Exercise prompt:
Each entry below has to be written out again without any change.

Data for processing:
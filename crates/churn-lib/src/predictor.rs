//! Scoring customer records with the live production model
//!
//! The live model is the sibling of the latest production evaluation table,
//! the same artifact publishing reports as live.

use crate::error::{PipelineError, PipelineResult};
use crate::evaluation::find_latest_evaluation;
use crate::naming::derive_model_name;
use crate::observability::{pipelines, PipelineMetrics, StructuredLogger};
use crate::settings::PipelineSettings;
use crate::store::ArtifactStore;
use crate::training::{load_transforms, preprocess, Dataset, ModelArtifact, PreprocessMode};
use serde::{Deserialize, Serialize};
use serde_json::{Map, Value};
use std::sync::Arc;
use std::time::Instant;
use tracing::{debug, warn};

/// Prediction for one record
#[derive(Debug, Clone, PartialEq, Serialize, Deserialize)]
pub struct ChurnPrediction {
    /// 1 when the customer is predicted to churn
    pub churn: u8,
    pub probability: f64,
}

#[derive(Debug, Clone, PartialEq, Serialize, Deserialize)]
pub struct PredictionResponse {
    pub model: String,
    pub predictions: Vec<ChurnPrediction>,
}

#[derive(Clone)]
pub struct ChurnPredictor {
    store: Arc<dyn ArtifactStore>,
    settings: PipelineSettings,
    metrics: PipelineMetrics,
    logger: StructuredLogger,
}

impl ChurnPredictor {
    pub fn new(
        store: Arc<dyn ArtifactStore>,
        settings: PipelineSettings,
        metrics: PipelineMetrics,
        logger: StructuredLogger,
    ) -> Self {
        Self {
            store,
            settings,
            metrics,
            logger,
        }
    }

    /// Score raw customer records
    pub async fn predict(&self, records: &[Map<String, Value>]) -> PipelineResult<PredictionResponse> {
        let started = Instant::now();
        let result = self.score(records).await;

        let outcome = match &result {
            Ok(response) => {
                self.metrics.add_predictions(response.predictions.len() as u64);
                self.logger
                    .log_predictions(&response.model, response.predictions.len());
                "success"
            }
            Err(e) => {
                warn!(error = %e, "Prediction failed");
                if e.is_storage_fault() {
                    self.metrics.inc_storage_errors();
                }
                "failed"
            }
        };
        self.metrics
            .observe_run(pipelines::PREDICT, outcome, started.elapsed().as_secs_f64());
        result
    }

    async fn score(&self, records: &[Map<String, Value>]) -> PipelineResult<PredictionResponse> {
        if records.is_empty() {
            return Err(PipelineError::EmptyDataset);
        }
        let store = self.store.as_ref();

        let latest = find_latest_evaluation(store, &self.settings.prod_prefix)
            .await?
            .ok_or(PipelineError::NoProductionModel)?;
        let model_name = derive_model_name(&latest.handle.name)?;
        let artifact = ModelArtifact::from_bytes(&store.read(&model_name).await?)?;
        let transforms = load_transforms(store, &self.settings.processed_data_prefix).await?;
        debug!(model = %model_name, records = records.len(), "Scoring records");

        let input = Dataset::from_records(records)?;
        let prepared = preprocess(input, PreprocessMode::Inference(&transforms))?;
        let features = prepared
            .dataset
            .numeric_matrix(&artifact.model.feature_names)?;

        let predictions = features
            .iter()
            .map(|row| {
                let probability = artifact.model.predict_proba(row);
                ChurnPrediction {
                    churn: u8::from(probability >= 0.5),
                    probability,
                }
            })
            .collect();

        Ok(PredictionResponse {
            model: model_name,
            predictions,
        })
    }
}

Reply to the task:
filename crates/churn-lib/src/predictor.rs
//! Scoring customer records with the live production model
//!
//! The live model is the sibling of the latest production evaluation table,
//! the same artifact publishing reports as live.

use crate::error::{PipelineError, PipelineResult};
use crate::evaluation::find_latest_evaluation;
use crate::naming::derive_model_name;
use crate::observability::{pipelines, PipelineMetrics, StructuredLogger};
use crate::settings::PipelineSettings;
use crate::store::ArtifactStore;
use crate::training::{load_transforms, preprocess, Dataset, ModelArtifact, PreprocessMode};
use serde::{Deserialize, Serialize};
use serde_json::{Map, Value};
use std::sync::Arc;
use std::time::Instant;
use tracing::{debug, warn};

/// Prediction for one record
#[derive(Debug, Clone, PartialEq, Serialize, Deserialize)]
pub struct ChurnPrediction {
    /// 1 when the customer is predicted to churn
    pub churn: u8,
    pub probability: f64,
}

#[derive(Debug, Clone, PartialEq, Serialize, Deserialize)]
pub struct PredictionResponse {
    pub model: String,
    pub predictions: Vec<ChurnPrediction>,
}

#[derive(Clone)]
pub struct ChurnPredictor {
    store: Arc<dyn ArtifactStore>,
    settings: PipelineSettings,
    metrics: PipelineMetrics,
    logger: StructuredLogger,
}

impl ChurnPredictor {
    pub fn new(
        store: Arc<dyn ArtifactStore>,
        settings: PipelineSettings,
        metrics: PipelineMetrics,
        logger: StructuredLogger,
    ) -> Self {
        Self {
            store,
            settings,
            metrics,
            logger,
        }
    }

    /// Score raw customer records
    pub async fn predict(&self, records: &[Map<String, Value>]) -> PipelineResult<PredictionResponse> {
        let started = Instant::now();
        let result = self.score(records).await;

        let outcome = match &result {
            Ok(response) => {
                self.metrics.add_predictions(response.predictions.len() as u64);
                self.logger
                    .log_predictions(&response.model, response.predictions.len());
                "success"
            }
            Err(e) => {
                warn!(error = %e, "Prediction failed");
                if e.is_storage_fault() {
                    self.metrics.inc_storage_errors();
                }
                "failed"
            }
        };
        self.metrics
            .observe_run(pipelines::PREDICT, outcome, started.elapsed().as_secs_f64());
        result
    }

    async fn score(&self, records: &[Map<String, Value>]) -> PipelineResult<PredictionResponse> {
        if records.is_empty() {
            return Err(PipelineError::EmptyDataset);
        }
        let store = self.store.as_ref();

        let latest = find_latest_evaluation(store, &self.settings.prod_prefix)
            .await?
            .ok_or(PipelineError::NoProductionModel)?;
        let model_name = derive_model_name(&latest.handle.name)?;
        let artifact = ModelArtifact::from_bytes(&store.read(&model_name).await?)?;
        let transforms = load_transforms(store, &self.settings.processed_data_prefix).await?;
        debug!(model = %model_name, records = records.len(), "Scoring records");

        let input = Dataset::from_records(records)?;
        let prepared = preprocess(input, PreprocessMode::Inference(&transforms))?;
        let features = prepared
            .dataset
            .numeric_matrix(&artifact.model.feature_names)?;

        let predictions = features
            .iter()
            .map(|row| {
                let probability = artifact.model.predict_proba(row);
                ChurnPrediction {
                    churn: u8::from(probability >= 0.5),
                    probability,
                }
            })
            .collect();

        Ok(PredictionResponse {
            model: model_name,
            predictions,
        })
    }
}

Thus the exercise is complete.